Characterization of four nucleic acid-binding single-chain Fv fragments by direct and competitive solid-phase radioimmunoassays

• Published in: The Journal of biological chemistry Vol. 269; no. 52; pp. 32957 - 32962
• Main Authors: Kuderova, A, Tanha, J, Lee, J S
• Format: Journal Article
• Language: English
• Published: United States American Society for Biochemistry and Molecular Biology 30.12.1994
• Subjects: Amino Acid Sequence; Base Sequence; Binding Sites; Cell Line; DNA - metabolism; Immunoglobulin Fragments - metabolism; Molecular Sequence Data; Oligodeoxyribonucleotides; Radioimmunoassay
• ISSN: 0021-9258; 1083-351X
• DOI: 10.1016/S0021-9258(20)30084-3

The heavy- and light-chain variable region genes of four different nucleic acid-binding antibodies (Jel 274 and Jel 72 (specific for duplex DNA), Jel 103 (specific for poly(rI)), and Jel 318 (specific for DNA triplexes)) were cloned.
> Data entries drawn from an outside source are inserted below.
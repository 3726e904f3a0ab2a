//! Pump finite-state machine.
//!
//! No RAM state is kept between activations: each call to
//! [`run_watering`] decodes the next step from the pump pin levels,
//! then walks [`states::STEP_ORDER`] starting there, falling through
//! until a step arms the virtual watchdog and returns. Entered either
//! from a WDT wake or, for a short button press, as a single test
//! cycle.

pub mod states;

use crate::events::EventFlags;
pub use states::PumpStep;

/// Perform exactly one forward step of the watering routine (possibly
/// several fall-through sub-steps) and return.
pub fn run_watering(flags: &EventFlags) {
    let current = states::decode_current();
    let start = states::STEP_ORDER
        .iter()
        .position(|step| *step == current)
        .expect("decode_current only returns a step present in STEP_ORDER");

    for step in &states::STEP_ORDER[start..] {
        if states::run_step(*step, flags) {
            return;
        }
    }
}
//! Non-volatile `pump_on_seconds` storage.
//!
//! One 16-bit little-endian unsigned integer at a fixed address.
//! Default on an uninitialised device is 5. On the real target this is
//! on-chip EEPROM, pre-loaded with the default at flash time (the
//! `EEMEM` initialiser the original source uses); host/simulation
//! builds back it with a plain static seeded with the same default
//! bytes, rather than a runtime "all-0xFF means never written"
//! sentinel, so a stored `0xFFFF` (a legal value in the 1-65535 range)
//! round-trips correctly instead of being mistaken for "uninitialised".

use crate::config::{DEFAULT_PUMP_ON_SECONDS, NV_PUMP_ON_SECONDS_ADDR};

#[cfg(target_arch = "avr")]
mod target {
    //! EEPROM byte access via the reference MCU's EEPROM controller
    //! registers (EEARL/EEDR/EECR), following the standard
    //! read-then-write-with-poll sequence.

    const EEARL: *mut u8 = 0x3e as *mut u8;
    const EEDR: *mut u8 = 0x3c as *mut u8;
    const EECR: *mut u8 = 0x3d as *mut u8;
    const EERE: u8 = 0;
    const EEWE: u8 = 1;

    pub fn read_byte(addr: u8) -> u8 {
        unsafe {
            while core::ptr::read_volatile(EECR) & (1 << EEWE) != 0 {}
            core::ptr::write_volatile(EEARL, addr);
            core::ptr::write_volatile(EECR, 1 << EERE);
            core::ptr::read_volatile(EEDR)
        }
    }

    pub fn write_byte(addr: u8, val: u8) {
        unsafe {
            while core::ptr::read_volatile(EECR) & (1 << EEWE) != 0 {}
            core::ptr::write_volatile(EEARL, addr);
            core::ptr::write_volatile(EEDR, val);
            core::ptr::write_volatile(EECR, 1 << EEWE);
        }
    }
}

#[cfg(not(target_arch = "avr"))]
mod target {
    use core::sync::atomic::{AtomicU8, Ordering};

    use crate::config::DEFAULT_PUMP_ON_SECONDS;

    const DEFAULT_BYTES: [u8; 2] = DEFAULT_PUMP_ON_SECONDS.to_le_bytes();

    static CELL: [AtomicU8; 2] = [
        AtomicU8::new(DEFAULT_BYTES[0]),
        AtomicU8::new(DEFAULT_BYTES[1]),
    ];

    pub fn read_byte(addr: u8) -> u8 {
        CELL[addr as usize].load(Ordering::Relaxed)
    }

    pub fn write_byte(addr: u8, val: u8) {
        CELL[addr as usize].store(val, Ordering::Relaxed);
    }

    #[cfg(test)]
    pub fn reset_to_default() {
        CELL[0].store(DEFAULT_BYTES[0], Ordering::Relaxed);
        CELL[1].store(DEFAULT_BYTES[1], Ordering::Relaxed);
    }
}

/// Read the persisted pump-on duration, in seconds.
pub fn read_pump_on_seconds() -> u16 {
    let lo = target::read_byte(NV_PUMP_ON_SECONDS_ADDR as u8);
    let hi = target::read_byte(NV_PUMP_ON_SECONDS_ADDR as u8 + 1);
    u16::from_le_bytes([lo, hi])
}

/// Persist a new pump-on duration, in seconds.
pub fn write_pump_on_seconds(seconds: u16) {
    let [lo, hi] = seconds.to_le_bytes();
    target::write_byte(NV_PUMP_ON_SECONDS_ADDR as u8, lo);
    target::write_byte(NV_PUMP_ON_SECONDS_ADDR as u8 + 1, hi);
}

#[cfg(test)]
mod tests {
    use super::*;

    #[test]
    fn unwritten_device_reads_default() {
        target::reset_to_default();
        assert_eq!(read_pump_on_seconds(), DEFAULT_PUMP_ON_SECONDS);
    }

    #[test]
    fn all_ones_is_a_legal_stored_value_not_a_sentinel() {
        write_pump_on_seconds(0xffff);
        assert_eq!(read_pump_on_seconds(), 0xffff);
    }

    #[test]
    fn write_then_read_round_trips() {
        write_pump_on_seconds(42);
        assert_eq!(read_pump_on_seconds(), 42);
    }

    #[test]
    fn write_then_read_round_trips_max_value() {
        write_pump_on_seconds(65535);
        assert_eq!(read_pump_on_seconds(), 65535);
    }
}
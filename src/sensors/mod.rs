//! Sensor inputs: the two reservoir overflow sensors.

pub mod overflow;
Single-chain Fv fragments (scFv) in which the heavy and light chains were joined by a linker were constructed by polymerase chain reaction. The linker of 21 amino acids also served as a tag since it consisted of a repeating heptapeptide that was recognized by a specific antipeptide antibody. scFv were expressed in the cytoplasm of Escherichia coli as inclusion bodies. After purification and renaturation, a cross-linking assay was used to demonstrate that > 90% of scFv were in the form of monomers. The specificity of scFv was analyzed by both direct and competitive solid-phase radioimmunoassays. scFv.103 retained its specificity for poly(rI), whereas the other three scFv still bound the original antigen, but subtle changes in the overall specificity were noted. Thus, in some cases, the conformation of the binding site may be different in the context of an scFv compared with the original IgG.